Durante el paseo que precedió a la comida, Gemma no había parecido enteramente satisfecha de HerrKlüber, y por eso mismo habíase mantenido un poco apartada de Sanin, como si la presencia de éste la hubiese turbado; pero a la vuelta, mientras escuchaba la fraseología de su futuro, era visible que tenía vergüenza de él. Al final del viaje experimentaba un verdadero sufrimiento, y de pronto dirigió una mirada suplicante a Sanin, con quien no había reanudado la conversación. Por su parte, Sanin experimentaba más compasión hacia ella que descontento contra Klüber; y hasta, sin confesárselo del todo, regocijábase en secreto por todo lo acontecido aquel día, aun cuando esperaba un cartel de desafío para la siguiente mañana.

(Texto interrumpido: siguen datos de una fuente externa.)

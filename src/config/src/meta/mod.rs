// Copyright 2025 OpenObserve Inc.
//
// This program is free software: you can redistribute it and/or modify
// it under the terms of the GNU Affero General Public License as published by
// the Free Software Foundation, either version 3 of the License, or
// (at your option) any later version.
//
// This program is distributed in the hope that it will be useful
// but WITHOUT ANY WARRANTY; without even the implied warranty of
// MERCHANTABILITY or FITNESS FOR A PARTICULAR PURPOSE.  See the
// GNU Affero General Public License for more details.
//
// You should have received a copy of the GNU Affero General Public License
// along with this program.  If not, see <http://www.gnu.org/licenses/>.

pub mod alert;
pub mod escalation;
pub mod incident;
pub mod membership;
pub mod notification;
pub mod organization;
pub mod schedule;
pub mod uptime;
pub mod user;
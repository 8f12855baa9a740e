// Copyright 2025 OpenObserve Inc.
//
// This program is free software: you can redistribute it and/or modify
// it under the terms of the GNU Affero General Public License as published by
// the Free Software Foundation, either version 3 of the License, or
// (at your option) any later version.
//
// This program is distributed in the hope that it will be useful
// but WITHOUT ANY WARRANTY; without even the implied warranty of
// MERCHANTABILITY or FITNESS FOR A PARTICULAR PURPOSE.  See the
// GNU Affero General Public License for more details.
//
// You should have received a copy of the GNU Affero General Public License
// along with this program.  If not, see <http://www.gnu.org/licenses/>.

//! `SeaORM` Entity for the incident_events table
//!
//! Rows are write-once: nothing updates or deletes them.

use sea_orm::entity::prelude::*;
use serde::{Deserialize, Serialize};

#[derive(Clone, Debug, PartialEq, DeriveEntityModel, Eq, Serialize, Deserialize)]
#[sea_orm(table_name = "incident_events")]
pub struct Model {
    #[sea_orm(primary_key, auto_increment = false)]
    pub id: String,
    pub org_id: String,
    pub incident_id: String,
    /// 'created', 'acknowledged', 'escalated', ...
    pub event_type: String,
    pub event_data: Json,
    /// User id, or 'system' for engine/source-originated events
    pub created_by: String,
    pub created_at: i64,
}

#[derive(Copy, Clone, Debug, EnumIter, DeriveRelation)]
pub enum Relation {
    #[sea_orm(
        belongs_to = "super::incidents::Entity",
        from = "Column::IncidentId",
        to = "super::incidents::Column::Id"
    )]
    Incidents,
}

impl Related<super::incidents::Entity> for Entity {
    fn to() -> RelationDef {
        Relation::Incidents.def()
    }
}

impl ActiveModelBehavior for ActiveModel {}
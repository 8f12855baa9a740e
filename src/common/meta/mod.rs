// Copyright 2025 OpenObserve Inc.
//
// This program is free software: you can redistribute it and/or modify
// it under the terms of the GNU Affero General Public License as published by
// the Free Software Foundation, either version 3 of the License, or
// (at your option) any later version.
//
// This program is distributed in the hope that it will be useful
// but WITHOUT ANY WARRANTY; without even the implied warranty of
// MERCHANTABILITY or FITNESS FOR A PARTICULAR PURPOSE.  See the
// GNU Affero General Public License for more details.
//
// You should have received a copy of the GNU Affero General Public License
// along with this program.  If not, see <http://www.gnu.org/licenses/>.

pub mod http;
pub mod ingestion;
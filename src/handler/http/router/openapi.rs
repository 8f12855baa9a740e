// Copyright 2025 OpenObserve Inc.
//
// This program is free software: you can redistribute it and/or modify
// it under the terms of the GNU Affero General Public License as published by
// the Free Software Foundation, either version 3 of the License, or
// (at your option) any later version.
//
// This program is distributed in the hope that it will be useful
// but WITHOUT ANY WARRANTY; without even the implied warranty of
// MERCHANTABILITY or FITNESS FOR A PARTICULAR PURPOSE.  See the
// GNU Affero General Public License for more details.
//
// You should have received a copy of the GNU Affero General Public License
// along with this program.  If not, see <http://www.gnu.org/licenses/>.

use axum::{Json, response::IntoResponse, response::Response};
use utoipa::OpenApi;

use crate::{common, handler::http::request, service};

#[derive(OpenApi)]
#[openapi(
    paths(
        request::health::healthz,
        request::incidents::list,
        request::incidents::create,
        request::incidents::get,
        request::incidents::events,
        request::incidents::acknowledge,
        request::incidents::unacknowledge,
        request::incidents::resolve,
        request::incidents::assign,
        request::ingest::datadog,
        request::ingest::alertmanager,
        request::uptime::report,
        request::uptime::create,
        request::uptime::list,
        request::uptime::get,
        request::uptime::update,
        request::uptime::delete,
        request::schedules::create,
        request::schedules::list,
        request::schedules::update,
        request::schedules::delete,
        request::schedules::preview,
        request::schedules::who_is_on_call,
        request::schedules::effective_shifts,
        request::schedules::create_override,
        request::schedules::list_overrides,
        request::schedules::delete_override,
        request::policies::create,
        request::policies::list,
        request::policies::get,
        request::policies::update,
        request::policies::delete,
        request::groups::create,
        request::groups::list,
        request::groups::get,
        request::groups::update,
        request::groups::delete,
        request::memberships::add,
        request::memberships::update_role,
        request::memberships::remove,
        request::memberships::list_resource_members,
        request::memberships::list_user_memberships,
    ),
    components(schemas(
        common::meta::http::HttpResponse,
        common::meta::ingestion::DatadogEvent,
        common::meta::ingestion::DatadogOrg,
        common::meta::ingestion::AlertmanagerPayload,
        common::meta::ingestion::AlertmanagerAlert,
        common::meta::ingestion::ProbeReport,
        common::meta::ingestion::ProbeResult,
        config::meta::incident::Incident,
        config::meta::incident::IncidentEvent,
        config::meta::incident::IncidentStatus,
        config::meta::incident::IncidentEventType,
        config::meta::incident::Severity,
        config::meta::incident::Urgency,
        config::meta::incident::EscalationStatus,
        config::meta::membership::Role,
        config::meta::membership::ObjectType,
        config::meta::membership::Membership,
        config::meta::organization::Group,
        config::meta::organization::GroupVisibility,
        config::meta::schedule::Schedule,
        config::meta::schedule::RotationLayer,
        config::meta::schedule::TimeRestriction,
        config::meta::schedule::ScheduleOverride,
        config::meta::schedule::Shift,
        config::meta::escalation::EscalationPolicy,
        config::meta::escalation::EscalationLevel,
        config::meta::escalation::EscalationTarget,
        config::meta::uptime::UptimeMonitor,
        config::meta::uptime::CheckSample,
        config::meta::uptime::MonitorKind,
        service::uptime::ReportSummary,
        service::alerts::ingest::IngestOutcome,
        service::alerts::ingest::IngestStatus,
        request::incidents::CreateIncidentRequest,
        request::incidents::ResolveIncidentRequest,
        request::incidents::AssignIncidentRequest,
        request::uptime::CreateMonitorRequest,
        request::uptime::UpdateMonitorRequest,
        request::schedules::ScheduleRequest,
        request::schedules::PreviewRequest,
        request::schedules::OverrideRequest,
        request::policies::PolicyRequest,
        request::groups::GroupRequest,
        request::memberships::MembershipRequest,
        request::memberships::UpdateRoleRequest,
        request::memberships::RemoveMembershipRequest,
    )),
    tags(
        (name = "Incidents", description = "Incident lifecycle"),
        (name = "Ingest", description = "Inbound alert webhooks"),
        (name = "Uptime", description = "Monitors and probe reports"),
        (name = "Schedules", description = "On-call schedules, overrides and resolution"),
        (name = "Escalation", description = "Escalation policies"),
        (name = "Groups", description = "On-call groups"),
        (name = "Memberships", description = "ReBAC membership management"),
        (name = "Meta", description = "Service metadata"),
    ),
    info(
        title = "OpenPager API",
        description = "Incident response control plane: alert ingestion, on-call resolution, escalation."
    )
)]
pub struct ApiDoc;

pub async fn openapi_json() -> Response {
    Json(ApiDoc::openapi()).into_response()
}
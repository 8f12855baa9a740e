// Copyright 2025 OpenObserve Inc.
//
// This program is free software: you can redistribute it and/or modify
// it under the terms of the GNU Affero General Public License as published by
// the Free Software Foundation, either version 3 of the License, or
// (at your option) any later version.
//
// This program is distributed in the hope that it will be useful
// but WITHOUT ANY WARRANTY; without even the implied warranty of
// MERCHANTABILITY or FITNESS FOR A PARTICULAR PURPOSE.  See the
// GNU Affero General Public License for more details.
//
// You should have received a copy of the GNU Affero General Public License
// along with this program.  If not, see <http://www.gnu.org/licenses/>.

pub mod alerts;
pub mod auth;
pub mod escalation;
pub mod incidents;
pub mod notifications;
pub mod schedules;
pub mod uptime;
// Copyright 2025 OpenObserve Inc.
//
// This program is free software: you can redistribute it and/or modify
// it under the terms of the GNU Affero General Public License as published by
// the Free Software Foundation, either version 3 of the License, or
// (at your option) any later version.
//
// This program is distributed in the hope that it will be useful
// but WITHOUT ANY WARRANTY; without even the implied warranty of
// MERCHANTABILITY or FITNESS FOR A PARTICULAR PURPOSE.  See the
// GNU Affero General Public License for more details.
//
// You should have received a copy of the GNU Affero General Public License
// along with this program.  If not, see <http://www.gnu.org/licenses/>.

//! On-call schedules: resolution entry points and configuration glue.
//!
//! The resolution rules themselves are pure functions in [`resolver`];
//! this module only fetches committed schedule/override state and hands
//! it over.

use config::{
    meta::schedule::{RotationLayer, Schedule, ScheduleOverride, Shift},
    utils::time::now_micros,
};
use infra::{
    errors::{Error, Result},
    table::{schedule_overrides, schedules},
};

pub mod resolver;

/// The effective on-call user for a group at `at`. Pure function of
/// committed state: schedule edits affect the next call immediately.
pub async fn who_is_on_call(group_id: &str, at: i64) -> Result<Option<String>> {
    let overrides = schedule_overrides::list_covering(group_id, at).await?;
    let layers = match schedules::get_active_for_group(group_id).await? {
        Some(schedule) => schedule.layers,
        None => vec![],
    };
    Ok(resolver::resolve_at(&layers, &overrides, at).map(|r| r.user_id))
}

/// Materialized shifts for a group over `[from, to)`, overrides applied.
pub async fn effective_shifts(group_id: &str, from: i64, to: i64) -> Result<Vec<Shift>> {
    if from >= to {
        return Err(Error::BadRequest(
            "shift window must satisfy from < to".to_string(),
        ));
    }
    let overrides = schedule_overrides::list_in_window(group_id, from, to).await?;
    let layers = match schedules::get_active_for_group(group_id).await? {
        Some(schedule) => schedule.layers,
        None => vec![],
    };
    Ok(resolver::effective_shifts(&layers, &overrides, from, to))
}

/// Shift preview for an unsaved schedule definition. No overrides: the
/// caller is editing layers, not the override calendar.
pub fn preview(layers: &[RotationLayer], from: i64, to: i64) -> Result<Vec<Shift>> {
    if from >= to {
        return Err(Error::BadRequest(
            "preview window must satisfy from < to".to_string(),
        ));
    }
    validate_layers(layers)?;
    Ok(resolver::effective_shifts(layers, &[], from, to))
}

pub fn validate_layers(layers: &[RotationLayer]) -> Result<()> {
    for (i, layer) in layers.iter().enumerate() {
        if layer.rotation_secs <= 0 {
            return Err(Error::BadRequest(format!(
                "layer {i}: rotation_secs must be positive"
            )));
        }
        if let Some(r) = &layer.restriction
            && (r.start_minute >= 1440 || r.end_minute >= 1440)
        {
            return Err(Error::BadRequest(format!(
                "layer {i}: restriction minutes must be below 1440"
            )));
        }
    }
    Ok(())
}

pub async fn create_schedule(
    org_id: &str,
    group_id: &str,
    name: &str,
    enabled: bool,
    layers: &[RotationLayer],
) -> Result<Schedule> {
    validate_layers(layers)?;
    schedules::create(org_id, group_id, name, enabled, layers).await
}

pub async fn update_schedule(
    org_id: &str,
    id: &str,
    name: &str,
    enabled: bool,
    layers: &[RotationLayer],
) -> Result<Schedule> {
    validate_layers(layers)?;
    schedules::update(org_id, id, name, enabled, layers).await
}

/// Create an override. The interval must be non-empty and may not lie
/// fully in the past; an override that started already but still has
/// time ahead is accepted.
pub async fn create_override(
    org_id: &str,
    group_id: &str,
    user_id: &str,
    start_at: i64,
    end_at: i64,
    reason: &str,
) -> Result<ScheduleOverride> {
    if end_at <= start_at {
        return Err(Error::BadRequest(
            "override end must be after its start".to_string(),
        ));
    }
    if end_at <= now_micros() {
        return Err(Error::BadRequest(
            "override may not end in the past".to_string(),
        ));
    }
    schedule_overrides::create(org_id, group_id, user_id, start_at, end_at, reason).await
}

#[cfg(test)]
mod tests {
    use config::meta::schedule::TimeRestriction;

    use super::*;

    #[test]
    fn test_validate_layers() {
        let good = RotationLayer {
            participants: vec!["u1".to_string()],
            rotation_secs: 3600,
            anchor: 0,
            restriction: None,
        };
        assert!(validate_layers(&[good.clone()]).is_ok());

        let mut zero_rotation = good.clone();
        zero_rotation.rotation_secs = 0;
        assert!(validate_layers(&[zero_rotation]).is_err());

        let mut bad_restriction = good;
        bad_restriction.restriction = Some(TimeRestriction {
            start_minute: 1500,
            end_minute: 60,
        });
        assert!(validate_layers(&[bad_restriction]).is_err());
    }

    #[test]
    fn test_preview_window_validation() {
        assert!(preview(&[], 100, 100).is_err());
        assert!(preview(&[], 200, 100).is_err());
        assert!(preview(&[], 0, 100).unwrap().is_empty());
    }
}
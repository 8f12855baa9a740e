// Copyright 2025 OpenObserve Inc.
//
// This program is free software: you can redistribute it and/or modify
// it under the terms of the GNU Affero General Public License as published by
// the Free Software Foundation, either version 3 of the License, or
// (at your option) any later version.
//
// This program is distributed in the hope that it will be useful
// but WITHOUT ANY WARRANTY; without even the implied warranty of
// MERCHANTABILITY or FITNESS FOR A PARTICULAR PURPOSE.  See the
// GNU Affero General Public License for more details.
//
// You should have received a copy of the GNU Affero General Public License
// along with this program.  If not, see <http://www.gnu.org/licenses/>.

//! `SeaORM` Entity for the escalation_policies table

use sea_orm::entity::prelude::*;
use serde::{Deserialize, Serialize};

#[derive(Clone, Debug, PartialEq, DeriveEntityModel, Eq, Serialize, Deserialize)]
#[sea_orm(table_name = "escalation_policies")]
pub struct Model {
    #[sea_orm(primary_key, auto_increment = false)]
    pub id: String,
    pub org_id: String,
    pub name: String,
    pub description: String,
    /// Ordered escalation levels (JSON array, level numbers dense from 1)
    pub levels: Json,
    pub created_at: i64,
    pub updated_at: i64,
}

#[derive(Copy, Clone, Debug, EnumIter, DeriveRelation)]
pub enum Relation {}

impl ActiveModelBehavior for ActiveModel {}
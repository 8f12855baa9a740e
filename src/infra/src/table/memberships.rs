// Copyright 2025 OpenObserve Inc.
//
// This program is free software: you can redistribute it and/or modify
// it under the terms of the GNU Affero General Public License as published by
// the Free Software Foundation, either version 3 of the License, or
// (at your option) any later version.
//
// This program is distributed in the hope that it will be useful
// but WITHOUT ANY WARRANTY; without even the implied warranty of
// MERCHANTABILITY or FITNESS FOR A PARTICULAR PURPOSE.  See the
// GNU Affero General Public License for more details.
//
// You should have received a copy of the GNU Affero General Public License
// along with this program.  If not, see <http://www.gnu.org/licenses/>.

//! Operations on the single membership relation.

use config::meta::membership::{Membership, ObjectType, Role};
use sea_orm::{
    ActiveModelTrait, ColumnTrait, EntityTrait, PaginatorTrait, QueryFilter, QueryOrder,
    QuerySelect, Set,
};

use super::entity::memberships::{ActiveModel, Column, Entity, Model};
use crate::{
    db::{ORM_CLIENT, connect_to_orm},
    errors::{self, Error, unique_violation},
};

impl From<Model> for Membership {
    fn from(model: Model) -> Self {
        Self {
            user_id: model.user_id,
            role: model.role.parse().unwrap_or(Role::Viewer),
            object_type: model.object_type.parse().unwrap_or(ObjectType::Org),
            object_id: model.object_id,
            org_id: model.org_id,
            created_at: model.created_at,
        }
    }
}

pub async fn add(
    user_id: &str,
    role: Role,
    object_type: ObjectType,
    object_id: &str,
    org_id: &str,
) -> Result<Membership, errors::Error> {
    let client = ORM_CLIENT.get_or_init(connect_to_orm).await;
    let model = ActiveModel {
        user_id: Set(user_id.to_string()),
        object_type: Set(object_type.to_string()),
        object_id: Set(object_id.to_string()),
        role: Set(role.to_string()),
        org_id: Set(org_id.to_string()),
        created_at: Set(config::utils::time::now_micros()),
    };

    match model.insert(client).await {
        Ok(model) => Ok(model.into()),
        Err(e) if unique_violation(&e) => Err(Error::ResourceConflict(format!(
            "membership already exists for {user_id} on {object_type}/{object_id}"
        ))),
        Err(e) => Err(e.into()),
    }
}

pub async fn update_role(
    user_id: &str,
    object_type: ObjectType,
    object_id: &str,
    role: Role,
) -> Result<Membership, errors::Error> {
    let client = ORM_CLIENT.get_or_init(connect_to_orm).await;
    let row = Entity::find_by_id((
        user_id.to_string(),
        object_type.to_string(),
        object_id.to_string(),
    ))
    .one(client)
    .await?
    .ok_or_else(|| {
        Error::ResourceNotFound(format!(
            "membership for {user_id} on {object_type}/{object_id}"
        ))
    })?;

    let mut active: ActiveModel = row.into();
    active.role = Set(role.to_string());
    Ok(active.update(client).await?.into())
}

pub async fn remove(
    user_id: &str,
    object_type: ObjectType,
    object_id: &str,
) -> Result<(), errors::Error> {
    let client = ORM_CLIENT.get_or_init(connect_to_orm).await;
    let res = Entity::delete_by_id((
        user_id.to_string(),
        object_type.to_string(),
        object_id.to_string(),
    ))
    .exec(client)
    .await?;
    if res.rows_affected == 0 {
        return Err(Error::ResourceNotFound(format!(
            "membership for {user_id} on {object_type}/{object_id}"
        )));
    }
    Ok(())
}

pub async fn get(
    user_id: &str,
    object_type: ObjectType,
    object_id: &str,
) -> Result<Option<Membership>, errors::Error> {
    let client = ORM_CLIENT.get_or_init(connect_to_orm).await;
    Ok(Entity::find_by_id((
        user_id.to_string(),
        object_type.to_string(),
        object_id.to_string(),
    ))
    .one(client)
    .await?
    .map(Membership::from))
}

/// All members of one resource.
pub async fn list_resource_members(
    object_type: ObjectType,
    object_id: &str,
) -> Result<Vec<Membership>, errors::Error> {
    let client = ORM_CLIENT.get_or_init(connect_to_orm).await;
    Ok(Entity::find()
        .filter(Column::ObjectType.eq(object_type.to_string()))
        .filter(Column::ObjectId.eq(object_id))
        .order_by_asc(Column::UserId)
        .all(client)
        .await?
        .into_iter()
        .map(Membership::from)
        .collect())
}

/// All memberships one user holds, optionally narrowed to an org.
pub async fn list_user_memberships(
    user_id: &str,
    org_id: Option<&str>,
) -> Result<Vec<Membership>, errors::Error> {
    let client = ORM_CLIENT.get_or_init(connect_to_orm).await;
    let mut query = Entity::find().filter(Column::UserId.eq(user_id));
    if let Some(org_id) = org_id {
        query = query.filter(Column::OrgId.eq(org_id));
    }
    Ok(query
        .order_by_asc(Column::ObjectType)
        .all(client)
        .await?
        .into_iter()
        .map(Membership::from)
        .collect())
}

/// Project ids within the org that have at least one direct project
/// membership, i.e. the closed projects.
pub async fn projects_with_members(org_id: &str) -> Result<Vec<String>, errors::Error> {
    let client = ORM_CLIENT.get_or_init(connect_to_orm).await;
    let rows: Vec<String> = Entity::find()
        .select_only()
        .column(Column::ObjectId)
        .distinct()
        .filter(Column::OrgId.eq(org_id))
        .filter(Column::ObjectType.eq(ObjectType::Project.to_string()))
        .into_tuple()
        .all(client)
        .await?;
    Ok(rows)
}

/// Whether a project has any direct membership (closed) or none (open).
pub async fn project_member_count(project_id: &str) -> Result<u64, errors::Error> {
    let client = ORM_CLIENT.get_or_init(connect_to_orm).await;
    Ok(Entity::find()
        .filter(Column::ObjectType.eq(ObjectType::Project.to_string()))
        .filter(Column::ObjectId.eq(project_id))
        .count(client)
        .await?)
}
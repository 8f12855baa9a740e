// Copyright 2025 OpenObserve Inc.
//
// This program is free software: you can redistribute it and/or modify
// it under the terms of the GNU Affero General Public License as published by
// the Free Software Foundation, either version 3 of the License, or
// (at your option) any later version.
//
// This program is distributed in the hope that it will be useful
// but WITHOUT ANY WARRANTY; without even the implied warranty of
// MERCHANTABILITY or FITNESS FOR A PARTICULAR PURPOSE.  See the
// GNU Affero General Public License for more details.
//
// You should have received a copy of the GNU Affero General Public License
// along with this program.  If not, see <http://www.gnu.org/licenses/>.

use config::{
    ider,
    meta::organization::{Group, GroupVisibility},
};
use sea_orm::{ActiveModelTrait, ColumnTrait, EntityTrait, QueryFilter, QueryOrder, Set};

use super::entity::groups::{ActiveModel, Column, Entity, Model};
use crate::{
    db::{ORM_CLIENT, connect_to_orm},
    errors::{self, Error},
};

impl From<Model> for Group {
    fn from(model: Model) -> Self {
        Self {
            id: model.id,
            org_id: model.org_id,
            project_id: model.project_id,
            name: model.name,
            visibility: model
                .visibility
                .parse()
                .unwrap_or(GroupVisibility::Organization),
            created_at: model.created_at,
        }
    }
}

pub async fn create(
    org_id: &str,
    project_id: Option<&str>,
    name: &str,
    visibility: GroupVisibility,
) -> Result<Group, errors::Error> {
    let client = ORM_CLIENT.get_or_init(connect_to_orm).await;
    let model = ActiveModel {
        id: Set(ider::generate()),
        org_id: Set(org_id.to_string()),
        project_id: Set(project_id.map(|s| s.to_string())),
        name: Set(name.to_string()),
        visibility: Set(visibility.to_string()),
        created_at: Set(config::utils::time::now_micros()),
    };
    Ok(model.insert(client).await?.into())
}

/// Lookup by id alone, for authorization paths that only know the
/// object id.
pub async fn get_any(id: &str) -> Result<Option<Group>, errors::Error> {
    let client = ORM_CLIENT.get_or_init(connect_to_orm).await;
    Ok(Entity::find_by_id(id).one(client).await?.map(Group::from))
}

pub async fn get(org_id: &str, id: &str) -> Result<Option<Group>, errors::Error> {
    let client = ORM_CLIENT.get_or_init(connect_to_orm).await;
    Ok(Entity::find_by_id(id)
        .filter(Column::OrgId.eq(org_id))
        .one(client)
        .await?
        .map(Group::from))
}

pub async fn list(org_id: &str) -> Result<Vec<Group>, errors::Error> {
    let client = ORM_CLIENT.get_or_init(connect_to_orm).await;
    Ok(Entity::find()
        .filter(Column::OrgId.eq(org_id))
        .order_by_asc(Column::Name)
        .all(client)
        .await?
        .into_iter()
        .map(Group::from)
        .collect())
}

pub async fn update(
    org_id: &str,
    id: &str,
    name: &str,
    visibility: GroupVisibility,
) -> Result<Group, errors::Error> {
    let client = ORM_CLIENT.get_or_init(connect_to_orm).await;
    let row = Entity::find_by_id(id)
        .filter(Column::OrgId.eq(org_id))
        .one(client)
        .await?
        .ok_or_else(|| Error::ResourceNotFound(format!("group {id}")))?;

    let mut active: ActiveModel = row.into();
    active.name = Set(name.to_string());
    active.visibility = Set(visibility.to_string());
    Ok(active.update(client).await?.into())
}

pub async fn delete(org_id: &str, id: &str) -> Result<(), errors::Error> {
    let client = ORM_CLIENT.get_or_init(connect_to_orm).await;
    let res = Entity::delete_many()
        .filter(Column::Id.eq(id))
        .filter(Column::OrgId.eq(org_id))
        .exec(client)
        .await?;
    if res.rows_affected == 0 {
        return Err(Error::ResourceNotFound(format!("group {id}")));
    }
    Ok(())
}
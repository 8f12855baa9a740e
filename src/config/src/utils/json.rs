// Copyright 2025 OpenObserve Inc.
//
// This program is free software: you can redistribute it and/or modify
// it under the terms of the GNU Affero General Public License as published by
// the Free Software Foundation, either version 3 of the License, or
// (at your option) any later version.
//
// This program is distributed in the hope that it will be useful
// but WITHOUT ANY WARRANTY; without even the implied warranty of
// MERCHANTABILITY or FITNESS FOR A PARTICULAR PURPOSE.  See the
// GNU Affero General Public License for more details.
//
// You should have received a copy of the GNU Affero General Public License
// along with this program.  If not, see <http://www.gnu.org/licenses/>.

pub use serde_json::{Error, Map, Number, Value, from_value, json, to_value};

#[inline(always)]
pub fn to_string<T>(value: &T) -> Result<String, serde_json::Error>
where
    T: ?Sized + serde::Serialize,
{
    serde_json::to_string(value)
}

#[inline(always)]
pub fn to_vec<T>(value: &T) -> Result<Vec<u8>, serde_json::Error>
where
    T: ?Sized + serde::Serialize,
{
    serde_json::to_vec(value)
}

#[inline(always)]
pub fn from_str<'a, T>(s: &'a str) -> Result<T, serde_json::Error>
where
    T: serde::Deserialize<'a>,
{
    serde_json::from_str(s)
}

#[inline(always)]
pub fn from_slice<'a, T>(v: &'a [u8]) -> Result<T, serde_json::Error>
where
    T: serde::Deserialize<'a>,
{
    serde_json::from_slice(v)
}

#[cfg(test)]
mod tests {
    use super::*;

    #[test]
    fn test_json_roundtrip() {
        let val = json!({"hello": "world", "count": 3});
        let s = to_string(&val).unwrap();
        let back: Value = from_str(&s).unwrap();
        assert_eq!(val, back);
    }
}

Sin embargo, aquella penosa “gira de recreo” concluyó. Al ayudar a Gemma a apearse del coche a la puerta de la confitería, sin decir una palabra, Sanin le puso en la mano la rosa que había rescatado. Ruborizóse ella, le apretó la mano e inmediatamente ocultó la flor. Aunque apenas era de noche, ni él tuvo ganas de entrar en la casa, ni ella le invitó a que lo hiciese. Además, apareció en el quicio de la puerta Pantaleone y anunció que FrauLenore estaba durmiendo, Emilio dijo un tímido adiós a Sanin: casi le tenía miedo, ¡tanta era la admiración que le produjo! Klüber acompañó a Sanin en coche hasta la fonda y le dejó haciéndole un saludo afectado. A pesar de toda su suficiencia, ese alemán, organizado en toda regla, sentíase un poco molesto. En fin, que todos ellos, quien más, quien menos, estaban a disgusto.